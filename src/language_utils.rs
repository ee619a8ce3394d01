use anyhow::{Result, anyhow};
use isolang::Language;

/// Language utilities for ISO language code handling and detection
///
/// This module provides functions for validating, normalizing, and
/// matching ISO 639-1 (2-letter) and ISO 639-2/T (3-letter) language codes,
/// plus the in-process language detector used by the field translator.
/// Validate that a language code is a known ISO 639-1 or ISO 639-2/T code
pub fn validate_language_code(code: &str) -> Result<()> {
    let normalized = code.trim().to_lowercase();

    if normalized.len() == 2 && Language::from_639_1(&normalized).is_some() {
        return Ok(());
    }
    if normalized.len() == 3 && Language::from_639_3(&normalized).is_some() {
        return Ok(());
    }

    Err(anyhow!("Invalid language code: {}", code))
}

/// Normalize a language code to ISO 639-1 (2-letter) format if possible.
/// Falls back to ISO 639-2/T if no 2-letter code exists.
pub fn normalize_to_part1_or_part2t(code: &str) -> Result<String> {
    let normalized = code.trim().to_lowercase();

    if normalized.len() == 2 {
        if Language::from_639_1(&normalized).is_some() {
            return Ok(normalized);
        }
    } else if normalized.len() == 3 {
        if let Some(lang) = Language::from_639_3(&normalized) {
            if let Some(part1) = lang.to_639_1() {
                return Ok(part1.to_string());
            }
            return Ok(normalized);
        }
    }

    Err(anyhow!("Cannot normalize invalid language code: {}", code))
}

/// Check if two language codes refer to the same language
pub fn language_codes_match(code1: &str, code2: &str) -> bool {
    match (
        normalize_to_part1_or_part2t(code1),
        normalize_to_part1_or_part2t(code2),
    ) {
        (Ok(a), Ok(b)) => a == b,
        _ => false,
    }
}

/// Get the English language name from a code
pub fn get_language_name(code: &str) -> Result<String> {
    let normalized = code.trim().to_lowercase();
    let lang = if normalized.len() == 2 {
        Language::from_639_1(&normalized)
    } else {
        Language::from_639_3(&normalized)
    };

    lang.map(|l| l.to_name().to_string())
        .ok_or_else(|| anyhow!("Unknown language code: {}", code))
}

/// Identifies the language of a piece of text.
///
/// Top-1 prediction only; `None` when the text is too short or ambiguous
/// for a confident call.
pub trait LanguageDetector: Send + Sync {
    /// Detect the language of `text`, returned as an ISO 639-1 code where
    /// one exists (ISO 639-2/T otherwise).
    fn detect(&self, text: &str) -> Option<String>;
}

/// Statistical trigram-based detector backed by whatlang.
///
/// The model is embedded in the binary, so there is nothing to download or
/// cache on disk. Constructed once per run and reused read-only.
#[derive(Debug, Default)]
pub struct StatisticalDetector;

impl StatisticalDetector {
    pub fn new() -> Self {
        StatisticalDetector
    }
}

impl LanguageDetector for StatisticalDetector {
    fn detect(&self, text: &str) -> Option<String> {
        // Newlines confuse short-text detection; flatten before predicting.
        let flattened = text.replace('\n', " ");
        let info = whatlang::detect(&flattened)?;

        let part3 = info.lang().code();
        normalize_to_part1_or_part2t(part3).ok()
    }
}
/*!
 * Client implementations for the remote services both pipelines depend on.
 *
 * - OpenSubtitles: subtitle search, quota queries, and downloads
 * - Google Translate: text translation with automatic source detection
 *
 * The pipelines consume these through the `SubtitleSource` and
 * `TranslationClient` traits so they can be exercised against mocks.
 */

use async_trait::async_trait;
use chrono::{DateTime, Utc};

use crate::errors::ProviderError;
use crate::subtitle_processor::SubtitleEntry;

/// Download quota as reported by the subtitle service.
///
/// Transient: re-fetched before every download attempt, never cached
/// across files.
#[derive(Debug, Clone, PartialEq, Eq)]
pub struct QuotaInfo {
    /// Downloads still available in the current window
    pub remaining: u32,

    /// Total downloads allowed per window
    pub total: u32,

    /// When the quota resets, if the service reports it
    pub reset_time_utc: Option<DateTime<Utc>>,
}

/// One ranked subtitle search result
#[derive(Debug, Clone)]
pub struct SubtitleSearchResult {
    /// File identifier used for the download request
    pub file_id: i64,

    /// Release name, for logging
    pub release: String,

    /// Language of the subtitle
    pub language: String,
}

/// A remote source of subtitles: quota queries, ranked search, and
/// download-and-parse of a single result.
#[async_trait]
pub trait SubtitleSource: Send + Sync {
    /// Query the current download quota
    async fn quota(&self) -> Result<QuotaInfo, ProviderError>;

    /// Search subtitles for a query string in the given language.
    /// Results are returned in the service's ranking order, best first.
    async fn search(
        &self,
        query: &str,
        language: &str,
    ) -> Result<Vec<SubtitleSearchResult>, ProviderError>;

    /// Download one search result and parse it into cues.
    /// Returns `None` when the downloaded payload contains nothing usable.
    async fn download(
        &self,
        result: &SubtitleSearchResult,
    ) -> Result<Option<Vec<SubtitleEntry>>, ProviderError>;
}

/// A remote translation service with automatic source-language detection
#[async_trait]
pub trait TranslationClient: Send + Sync {
    /// Translate `text` into `target_lang`, detecting the source language
    async fn translate(&self, text: &str, target_lang: &str) -> Result<String, ProviderError>;
}

pub mod google;
pub mod opensubtitles;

=== ABOUT THIS TASK ===
Reproduce the lines word for word, starting at the one holding "contains nothing usable." and ending at the final line of the material above.

=== SOLUTION TO THIS TASK ===
    /// Returns `None` when the downloaded payload contains nothing usable.
    async fn download(
        &self,
        result: &SubtitleSearchResult,
    ) -> Result<Option<Vec<SubtitleEntry>>, ProviderError>;
}

/// A remote translation service with automatic source-language detection
#[async_trait]
pub trait TranslationClient: Send + Sync {
    /// Translate `text` into `target_lang`, detecting the source language
    async fn translate(&self, text: &str, target_lang: &str) -> Result<String, ProviderError>;
}

pub mod google;
pub mod opensubtitles;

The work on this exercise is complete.